Task details
The lines to copy are those in the records below that hold the word "category".

□ □ □ □

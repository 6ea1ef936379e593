use std::sync::Arc;
use std::time::Duration;

use atlas_policy::{CollectionOp, PermissionResolver, PolicyDecision, PolicySettings, ResolverCaches};
use atlas_store::{InMemoryActorStore, InMemoryToolStore};
use atlas_types::{Actor, ReasonCode, Role, ToolDescriptor};

struct Fixture {
    actors: Arc<InMemoryActorStore>,
    tools: Arc<InMemoryToolStore>,
    resolver: PermissionResolver,
}

fn fixture_with(actors: Vec<Actor>, tools: Vec<ToolDescriptor>, settings: PolicySettings) -> Fixture {
    let actors = Arc::new(InMemoryActorStore::new(actors));
    let tools = Arc::new(InMemoryToolStore::new(tools));
    let resolver = PermissionResolver::new(
        actors.clone(),
        tools.clone(),
        ResolverCaches::new(64, 64),
        settings,
    );
    Fixture {
        actors,
        tools,
        resolver,
    }
}

fn fixture() -> Fixture {
    fixture_with(
        vec![
            Actor::new("root", Role::Admin),
            Actor::new("star", Role::Guest).with_permissions(["*"]),
            Actor::new("nobody", Role::Guest),
            Actor::new("dba", Role::Guest).with_permissions(["ai:db.*"]),
            Actor::new("pm", Role::Guest).with_permissions(["ai:project.*"]),
            Actor::new("clerk", Role::Staff),
            Actor::new("lead", Role::Manager),
        ],
        vec![
            ToolDescriptor::new("report.run").requires("ai:db.query"),
            ToolDescriptor::new("crm.ping").category("crm").open(),
            ToolDescriptor::new("crm.export_clients").category("crm"),
        ],
        PolicySettings::default(),
    )
}

#[tokio::test]
async fn super_tokens_allow_every_tool() {
    let f = fixture();
    for actor in ["root", "star"] {
        for tool in ["report.run", "db.delete", "never.registered"] {
            let decision = f.resolver.check_tool_permission(actor, tool).await;
            assert_eq!(decision, PolicyDecision::Allow, "{actor} -> {tool}");
        }
    }
}

#[tokio::test]
async fn default_allow_tools_need_no_grants() {
    let f = fixture();
    for tool in ["db.query", "schema.search"] {
        assert!(f.resolver.check_tool_permission("nobody", tool).await.is_allowed());
    }
    // not on the list, and db.count maps to ai:db.query
    let denied = f.resolver.check_tool_permission("nobody", "db.count").await;
    assert_eq!(denied.reason(), Some(ReasonCode::PermissionDenied));
}

#[tokio::test]
async fn wildcard_covers_top_level_segment_only() {
    let f = fixture();
    assert!(f.resolver.check_tool_permission("dba", "report.run").await.is_allowed());

    let decision = f.resolver.check_tool_permission("pm", "report.run").await;
    match decision {
        PolicyDecision::Deny { reason, message } => {
            assert_eq!(reason, ReasonCode::PermissionDenied);
            assert!(message.contains("ai:db.query"), "{message}");
        }
        PolicyDecision::Allow => panic!("ai:project.* must not cover ai:db.query"),
    }
}

#[tokio::test]
async fn unknown_actor_is_not_an_empty_permission_set() {
    let f = fixture();
    for tool in ["db.query", "report.run", "never.registered"] {
        let decision = f.resolver.check_tool_permission("ghost", tool).await;
        assert_eq!(decision.reason(), Some(ReasonCode::ActorNotFound));
    }
    let decision = f
        .resolver
        .check_collection_permission("ghost", "clients", CollectionOp::Read)
        .await;
    assert_eq!(decision.reason(), Some(ReasonCode::ActorNotFound));
}

#[tokio::test]
async fn repeated_checks_hit_the_cache() {
    let f = fixture();
    let first = f.resolver.check_tool_permission("dba", "report.run").await;
    let second = f.resolver.check_tool_permission("dba", "report.run").await;
    assert_eq!(first, second);
    assert_eq!(f.actors.reads(), 1);
    assert_eq!(f.tools.reads(), 1);
}

#[tokio::test]
async fn clearing_actor_cache_forces_a_reread() {
    let f = fixture();
    f.resolver.check_tool_permission("pm", "report.run").await;
    f.resolver.clear_actor_cache(Some("pm"));
    f.resolver.check_tool_permission("pm", "report.run").await;
    assert_eq!(f.actors.reads(), 2);

    f.resolver.clear_all();
    f.resolver.check_tool_permission("pm", "report.run").await;
    assert_eq!(f.actors.reads(), 3);
    assert_eq!(f.tools.reads(), 2);
}

#[tokio::test]
async fn grant_changes_show_up_only_after_invalidation() {
    let f = fixture();
    assert!(!f.resolver.check_tool_permission("pm", "report.run").await.is_allowed());

    f.actors
        .upsert(Actor::new("pm", Role::Guest).with_permissions(["ai:project.*", "ai:db.query"]))
        .await;
    // still served from cache
    assert!(!f.resolver.check_tool_permission("pm", "report.run").await.is_allowed());

    f.resolver.clear_actor_cache(None);
    assert!(f.resolver.check_tool_permission("pm", "report.run").await.is_allowed());
}

#[tokio::test]
async fn stale_entries_are_refetched() {
    let settings = PolicySettings {
        actor_ttl: Duration::ZERO,
        tool_ttl: Duration::ZERO,
        ..PolicySettings::default()
    };
    let f = fixture_with(
        vec![Actor::new("dba", Role::Guest).with_permissions(["ai:db.*"])],
        vec![ToolDescriptor::new("report.run").requires("ai:db.query")],
        settings,
    );
    f.resolver.check_tool_permission("dba", "report.run").await;
    f.resolver.check_tool_permission("dba", "report.run").await;
    assert_eq!(f.actors.reads(), 2);
    assert_eq!(f.tools.reads(), 2);
}

#[tokio::test]
async fn explicit_open_differs_from_unconfigured() {
    let f = fixture();
    assert!(f.resolver.check_tool_permission("nobody", "crm.ping").await.is_allowed());

    let denied = f.resolver.check_tool_permission("nobody", "crm.export_clients").await;
    match denied {
        PolicyDecision::Deny { message, .. } => assert!(message.contains("ai:crm.export_clients")),
        PolicyDecision::Allow => panic!("category default must apply"),
    }
    assert!(f.resolver.check_tool_permission("lead", "crm.export_clients").await.is_allowed());
    assert_eq!(
        f.resolver.tool_requirement("crm.ping").await.unwrap(),
        None
    );
}

#[tokio::test]
async fn tool_requirement_changes_need_invalidation() {
    let f = fixture();
    assert!(f.resolver.check_tool_permission("nobody", "crm.ping").await.is_allowed());
    f.tools
        .upsert(ToolDescriptor::new("crm.ping").requires("ai:crm.ping"))
        .await;
    assert!(f.resolver.check_tool_permission("nobody", "crm.ping").await.is_allowed());

    f.resolver.clear_tool_cache(Some("crm.ping"));
    assert!(!f.resolver.check_tool_permission("nobody", "crm.ping").await.is_allowed());
}

#[tokio::test]
async fn unknown_tools_without_requirement_are_allowed() {
    let f = fixture();
    assert!(f.resolver.check_tool_permission("nobody", "misc.unlisted").await.is_allowed());
}

#[tokio::test]
async fn store_failures_deny_with_internal_error() {
    let f = fixture();
    f.actors.set_unavailable(true);
    let decision = f.resolver.check_tool_permission("root", "db.query").await;
    assert_eq!(decision.reason(), Some(ReasonCode::InternalCheckError));

    f.actors.set_unavailable(false);
    f.tools.set_unavailable(true);
    let decision = f.resolver.check_tool_permission("dba", "report.run").await;
    assert_eq!(decision.reason(), Some(ReasonCode::InternalCheckError));
    // super-tokens never reach the tool store
    assert!(f.resolver.check_tool_permission("root", "report.run").await.is_allowed());
}

#[tokio::test]
async fn slow_store_times_out_into_denial() {
    let actors = Arc::new(
        InMemoryActorStore::new([Actor::new("root", Role::Admin)])
            .with_latency(Duration::from_millis(200)),
    );
    let tools = Arc::new(InMemoryToolStore::default());
    let resolver = PermissionResolver::new(
        actors,
        tools,
        ResolverCaches::new(8, 8),
        PolicySettings {
            store_timeout: Some(Duration::from_millis(10)),
            ..PolicySettings::default()
        },
    );
    let decision = resolver.check_tool_permission("root", "db.query").await;
    assert_eq!(decision.reason(), Some(ReasonCode::InternalCheckError));
}

#[tokio::test]
async fn collection_access_maps_read_and_write() {
    let f = fixture();
    let r = &f.resolver;
    assert!(r.check_collection_permission("clerk", "clients", CollectionOp::Read).await.is_allowed());
    assert_eq!(
        r.check_collection_permission("clerk", "clients", CollectionOp::Write)
            .await
            .reason(),
        Some(ReasonCode::PermissionDenied)
    );
    assert!(r.check_collection_permission("lead", "clients", CollectionOp::Write).await.is_allowed());
    assert!(!r.check_collection_permission("pm", "clients", CollectionOp::Read).await.is_allowed());

    // restricted collections stay closed unless a super-token is held
    assert!(!r.check_collection_permission("lead", "system.users", CollectionOp::Read).await.is_allowed());
    assert!(r.check_collection_permission("root", "system.users", CollectionOp::Read).await.is_allowed());
}
//! Data tools over a [`DocumentExecutor`].

use std::sync::Arc;

use async_trait::async_trait;
use serde_json::{json, Map, Value};
use tracing::debug;

use atlas_policy::CollectionOp;
use atlas_store::{DocumentExecutor, FindOptions, SortOrder};
use atlas_types::{ParamSchema, ParamSpec, ParamType, ToolDescriptor};

use crate::{ToolContext, ToolError, ToolHandler, ToolRegistry};

pub const DEFAULT_QUERY_LIMIT: u64 = 10;
pub const MAX_QUERY_LIMIT: u64 = 100;

/// Registry with every data tool bound to one executor.
pub fn builtin_registry(executor: Arc<dyn DocumentExecutor>) -> ToolRegistry {
    ToolRegistry::new()
        .with(Arc::new(DbQueryTool::new(executor.clone())))
        .with(Arc::new(DbCountTool::new(executor.clone())))
        .with(Arc::new(SchemaSearchTool::new(executor)))
}

fn param(kind: ParamType, description: &str) -> ParamSpec {
    ParamSpec {
        kind: Some(kind),
        description: Some(description.to_string()),
        ..ParamSpec::default()
    }
}

fn described(descriptor: ToolDescriptor, text: &str) -> ToolDescriptor {
    ToolDescriptor {
        description: Some(text.to_string()),
        ..descriptor
    }
}

fn collection_param(params: &Value) -> Result<&str, ToolError> {
    params
        .get("collection")
        .and_then(Value::as_str)
        .filter(|c| !c.trim().is_empty())
        .ok_or_else(|| ToolError::invalid("'collection' must be a non-empty string"))
}

/// Absent or null filters match everything; anything else must be an object.
fn filter_param(params: &Value) -> Result<Value, ToolError> {
    match params.get("query") {
        None | Some(Value::Null) => Ok(json!({})),
        Some(q @ Value::Object(_)) => Ok(q.clone()),
        Some(_) => Err(ToolError::invalid("'query' must be an object")),
    }
}

async fn ensure_readable(ctx: &ToolContext, collection: &str) -> Result<(), ToolError> {
    let decision = ctx
        .policy
        .check_collection_permission(&ctx.actor_id, collection, CollectionOp::Read)
        .await;
    if decision.is_allowed() {
        Ok(())
    } else {
        Err(ToolError::denied(&decision))
    }
}

pub struct DbQueryTool {
    executor: Arc<dyn DocumentExecutor>,
}

impl DbQueryTool {
    pub fn new(executor: Arc<dyn DocumentExecutor>) -> Self {
        Self { executor }
    }
}

#[async_trait]
impl ToolHandler for DbQueryTool {
    fn descriptor(&self) -> ToolDescriptor {
        let schema = ParamSchema::default()
            .required("collection")
            .property("collection", param(ParamType::String, "Collection to read"))
            .property("query", param(ParamType::Object, "Filter document"))
            .property("projection", param(ParamType::Object, "Fields to include or exclude"))
            .property("sort", param(ParamType::Object, "Field to direction (1 or -1)"))
            .property(
                "limit",
                ParamSpec {
                    default: Some(json!(DEFAULT_QUERY_LIMIT)),
                    ..param(ParamType::Integer, "Maximum documents returned")
                },
            );
        described(
            ToolDescriptor::new("db.query").parameters(schema),
            "Find documents in a collection",
        )
    }

    async fn invoke(&self, ctx: &ToolContext, params: Value) -> Result<Value, ToolError> {
        let collection = collection_param(&params)?;
        ensure_readable(ctx, collection).await?;
        let filter = filter_param(&params)?;

        let mut options = FindOptions {
            limit: Some(query_limit(params.get("limit"))? as usize),
            ..FindOptions::default()
        };
        match params.get("projection") {
            None | Some(Value::Null) => {}
            Some(Value::Object(p)) => options.projection = Some(p.clone()),
            Some(_) => return Err(ToolError::invalid("'projection' must be an object")),
        }
        match params.get("sort") {
            None | Some(Value::Null) => {}
            Some(Value::Object(s)) => {
                options.sort = s
                    .iter()
                    .map(|(field, dir)| (field.clone(), SortOrder::from_direction(dir)))
                    .collect();
            }
            Some(_) => return Err(ToolError::invalid("'sort' must be an object")),
        }

        let documents = self.executor.find(collection, &filter, &options).await?;
        debug!(collection, returned = documents.len(), "db.query executed");
        Ok(json!({
            "collection": collection,
            "count": documents.len(),
            "documents": documents,
        }))
    }
}

/// Limit clamped to `1..=MAX_QUERY_LIMIT`.
fn query_limit(raw: Option<&Value>) -> Result<u64, ToolError> {
    let limit = match raw {
        None | Some(Value::Null) => DEFAULT_QUERY_LIMIT,
        Some(v) => v
            .as_u64()
            .or_else(|| v.as_f64().filter(|f| *f >= 0.0).map(|f| f as u64))
            .ok_or_else(|| ToolError::invalid("'limit' must be a non-negative number"))?,
    };
    Ok(limit.clamp(1, MAX_QUERY_LIMIT))
}

pub struct DbCountTool {
    executor: Arc<dyn DocumentExecutor>,
}

impl DbCountTool {
    pub fn new(executor: Arc<dyn DocumentExecutor>) -> Self {
        Self { executor }
    }
}

#[async_trait]
impl ToolHandler for DbCountTool {
    fn descriptor(&self) -> ToolDescriptor {
        let schema = ParamSchema::default()
            .required("collection")
            .property("collection", param(ParamType::String, "Collection to count"))
            .property("query", param(ParamType::Object, "Filter document"));
        described(
            ToolDescriptor::new("db.count").parameters(schema),
            "Count documents matching a filter",
        )
    }

    async fn invoke(&self, ctx: &ToolContext, params: Value) -> Result<Value, ToolError> {
        let collection = collection_param(&params)?;
        ensure_readable(ctx, collection).await?;
        let filter = filter_param(&params)?;
        let count = self.executor.count(collection, &filter).await?;
        Ok(json!({ "collection": collection, "count": count }))
    }
}

pub struct SchemaSearchTool {
    executor: Arc<dyn DocumentExecutor>,
}

impl SchemaSearchTool {
    pub fn new(executor: Arc<dyn DocumentExecutor>) -> Self {
        Self { executor }
    }

    async fn list(&self, ctx: &ToolContext) -> Result<Value, ToolError> {
        let mut collections = self.executor.list_collections().await?;
        let blocked = &ctx.policy.settings().blocked_collection_prefixes;
        collections.retain(|c| !blocked.iter().any(|p| c.name.starts_with(p.as_str())));
        collections.sort_by(|a, b| b.count.cmp(&a.count).then_with(|| a.name.cmp(&b.name)));
        Ok(json!({ "collections": collections }))
    }

    async fn describe(&self, ctx: &ToolContext, collection: &str) -> Result<Value, ToolError> {
        ensure_readable(ctx, collection).await?;
        let fields: Vec<Value> = match self.executor.sample(collection).await? {
            Some(Value::Object(doc)) => infer_fields(&doc),
            _ => Vec::new(),
        };
        Ok(json!({ "collection": collection, "fields": fields }))
    }
}

#[async_trait]
impl ToolHandler for SchemaSearchTool {
    fn descriptor(&self) -> ToolDescriptor {
        let schema = ParamSchema::default().property(
            "collection",
            param(ParamType::String, "Collection to describe; omit to list collections"),
        );
        described(
            ToolDescriptor::new("schema.search").parameters(schema),
            "List collections or describe the fields of one",
        )
    }

    async fn invoke(&self, ctx: &ToolContext, params: Value) -> Result<Value, ToolError> {
        match params.get("collection") {
            None | Some(Value::Null) => self.list(ctx).await,
            Some(_) => {
                let collection = collection_param(&params)?;
                self.describe(ctx, collection).await
            }
        }
    }
}

fn infer_fields(doc: &Map<String, Value>) -> Vec<Value> {
    doc.iter()
        .map(|(name, value)| json!({ "name": name, "type": type_name(value) }))
        .collect()
}

fn type_name(value: &Value) -> &'static str {
    match value {
        Value::Null => "null",
        Value::Bool(_) => "boolean",
        Value::Number(n) if n.is_f64() => "number",
        Value::Number(_) => "integer",
        Value::String(_) => "string",
        Value::Array(_) => "array",
        Value::Object(_) => "object",
    }
}
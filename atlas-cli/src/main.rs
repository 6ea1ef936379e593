use std::path::{Path, PathBuf};

use anyhow::{bail, Context};
use chrono::{DateTime, Utc};
use clap::{Parser, Subcommand};
use serde::Serialize;
use tracing_subscriber::{fmt, prelude::*, EnvFilter};

use atlas_core::{AuditBackend, Fixtures, GovernanceConfig, GovernanceKernel, ToolRequest};
use atlas_receipts::{jsonl::read_log, verify_log, AuditFilter, AuditRecorder, PageRequest, StatsWindow};
use atlas_redactor::Sanitizer;

#[derive(Parser)]
#[command(name = "atlas", about = "Governed tool invocation")]
struct Cli {
    /// YAML config; falls back to $ATLAS_CONFIG, then built-in defaults.
    #[arg(long, global = true)]
    config: Option<PathBuf>,
    /// Emit logs as JSON lines on stderr.
    #[arg(long, global = true)]
    log_json: bool,
    #[command(subcommand)]
    command: Command,
}

#[derive(Subcommand)]
enum Command {
    /// Authorization decision only; nothing runs and nothing is audited.
    Check {
        #[arg(long)]
        fixtures: Option<PathBuf>,
        #[arg(long)]
        actor: String,
        #[arg(long)]
        tool: String,
    },
    /// Full governed execution of one tool call.
    Run {
        #[arg(long)]
        fixtures: Option<PathBuf>,
        #[arg(long)]
        actor: String,
        #[arg(long)]
        tool: String,
        #[arg(long, default_value = "{}")]
        params: String,
        #[arg(long)]
        session: Option<String>,
        #[arg(long)]
        request_id: Option<String>,
    },
    Audit {
        #[command(subcommand)]
        action: AuditCommand,
    },
}

#[derive(Subcommand)]
enum AuditCommand {
    /// Last lines of a JSONL audit log.
    Tail {
        #[arg(long)]
        path: Option<PathBuf>,
        #[arg(long, default_value_t = 10)]
        lines: usize,
    },
    /// Checks the hash chain of a JSONL audit log.
    Verify {
        #[arg(long)]
        path: Option<PathBuf>,
    },
    Show {
        request_id: String,
    },
    Actor {
        actor_id: String,
        #[arg(long, default_value_t = 1)]
        page: u32,
        #[arg(long, default_value_t = 20)]
        limit: u32,
        #[arg(long)]
        tool: Option<String>,
        /// Only successful (`true`) or failed (`false`) attempts.
        #[arg(long)]
        success: Option<bool>,
        #[arg(long)]
        since: Option<DateTime<Utc>>,
        #[arg(long)]
        until: Option<DateTime<Utc>>,
    },
    Stats {
        #[arg(long)]
        since: Option<DateTime<Utc>>,
        #[arg(long)]
        until: Option<DateTime<Utc>>,
    },
}

#[tokio::main]
async fn main() -> anyhow::Result<()> {
    let cli = Cli::parse();
    init_tracing(cli.log_json);

    let config = match &cli.config {
        Some(path) => GovernanceConfig::from_path(path)?,
        None => GovernanceConfig::from_env()?,
    };

    match cli.command {
        Command::Check {
            fixtures,
            actor,
            tool,
        } => {
            let kernel = kernel(&config, fixtures.as_deref())?;
            let decision = kernel.resolver().check_tool_permission(&actor, &tool).await;
            print_json(&decision)?;
        }
        Command::Run {
            fixtures,
            actor,
            tool,
            params,
            session,
            request_id,
        } => {
            let params = serde_json::from_str(&params).context("--params must be JSON")?;
            let kernel = kernel(&config, fixtures.as_deref())?;
            let outcome = kernel
                .execute(ToolRequest {
                    actor_id: actor,
                    tool_id: tool,
                    params,
                    session_id: session,
                    request_id,
                })
                .await;
            print_json(&outcome)?;
        }
        Command::Audit { action } => audit(&config, action).await?,
    }

    Ok(())
}

async fn audit(config: &GovernanceConfig, action: AuditCommand) -> anyhow::Result<()> {
    match action {
        AuditCommand::Tail { path, lines } => {
            let path = log_path(config, path)?;
            let chain = read_log(&path)?;
            let start = chain.len().saturating_sub(lines);
            for entry in &chain[start..] {
                println!("{}", serde_json::to_string(&entry.record)?);
            }
        }
        AuditCommand::Verify { path } => {
            let path = log_path(config, path)?;
            let n = verify_log(&path)?;
            println!("audit log ok ({n} records)");
        }
        AuditCommand::Show { request_id } => {
            let recorder = recorder(config)?;
            match recorder.get_by_request_id(&request_id).await? {
                Some(record) => print_json(&record)?,
                None => bail!("no audit record for request '{request_id}'"),
            }
        }
        AuditCommand::Actor {
            actor_id,
            page,
            limit,
            tool,
            success,
            since,
            until,
        } => {
            let filter = AuditFilter {
                tool_id: tool,
                success,
                start: since,
                end: until,
            };
            let page = recorder(config)?
                .get_by_actor(&actor_id, &filter, PageRequest::new(page, limit))
                .await?;
            print_json(&page)?;
        }
        AuditCommand::Stats { since, until } => {
            let window = StatsWindow {
                start: since,
                end: until,
            };
            print_json(&recorder(config)?.get_stats(&window).await?)?;
        }
    }
    Ok(())
}

fn kernel(config: &GovernanceConfig, fixtures: Option<&Path>) -> anyhow::Result<GovernanceKernel> {
    let fixtures = match fixtures {
        Some(path) => Fixtures::from_path(path)?,
        None => Fixtures::default(),
    };
    Ok(GovernanceKernel::from_config(config, fixtures.into_collaborators(config)?))
}

fn recorder(config: &GovernanceConfig) -> anyhow::Result<AuditRecorder> {
    if config.audit.backend == AuditBackend::Memory {
        tracing::warn!("audit backend is in-memory; nothing from earlier runs is visible");
    }
    Ok(AuditRecorder::new(
        config.audit.open_store()?,
        Sanitizer::new(&config.sanitizer),
    ))
}

fn log_path(config: &GovernanceConfig, explicit: Option<PathBuf>) -> anyhow::Result<PathBuf> {
    if let Some(path) = explicit {
        return Ok(path);
    }
    match (&config.audit.backend, &config.audit.path) {
        (AuditBackend::Jsonl, Some(path)) => Ok(path.clone()),
        _ => bail!("no JSONL audit log configured; pass --path"),
    }
}

fn print_json<T: Serialize>(value: &T) -> anyhow::Result<()> {
    println!("{}", serde_json::to_string_pretty(value)?);
    Ok(())
}

fn init_tracing(json: bool) {
    let filter = EnvFilter::try_from_default_env().unwrap_or_else(|_| EnvFilter::new("warn"));
    let registry = tracing_subscriber::registry().with(filter);
    if json {
        registry
            .with(fmt::layer().json().with_writer(std::io::stderr))
            .init();
    } else {
        registry.with(fmt::layer().with_writer(std::io::stderr)).init();
    }
}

□ □ □ □

Task response
            ToolDescriptor::new("crm.ping").category("crm").open(),
            ToolDescriptor::new("crm.export_clients").category("crm"),
        PolicyDecision::Allow => panic!("category default must apply"),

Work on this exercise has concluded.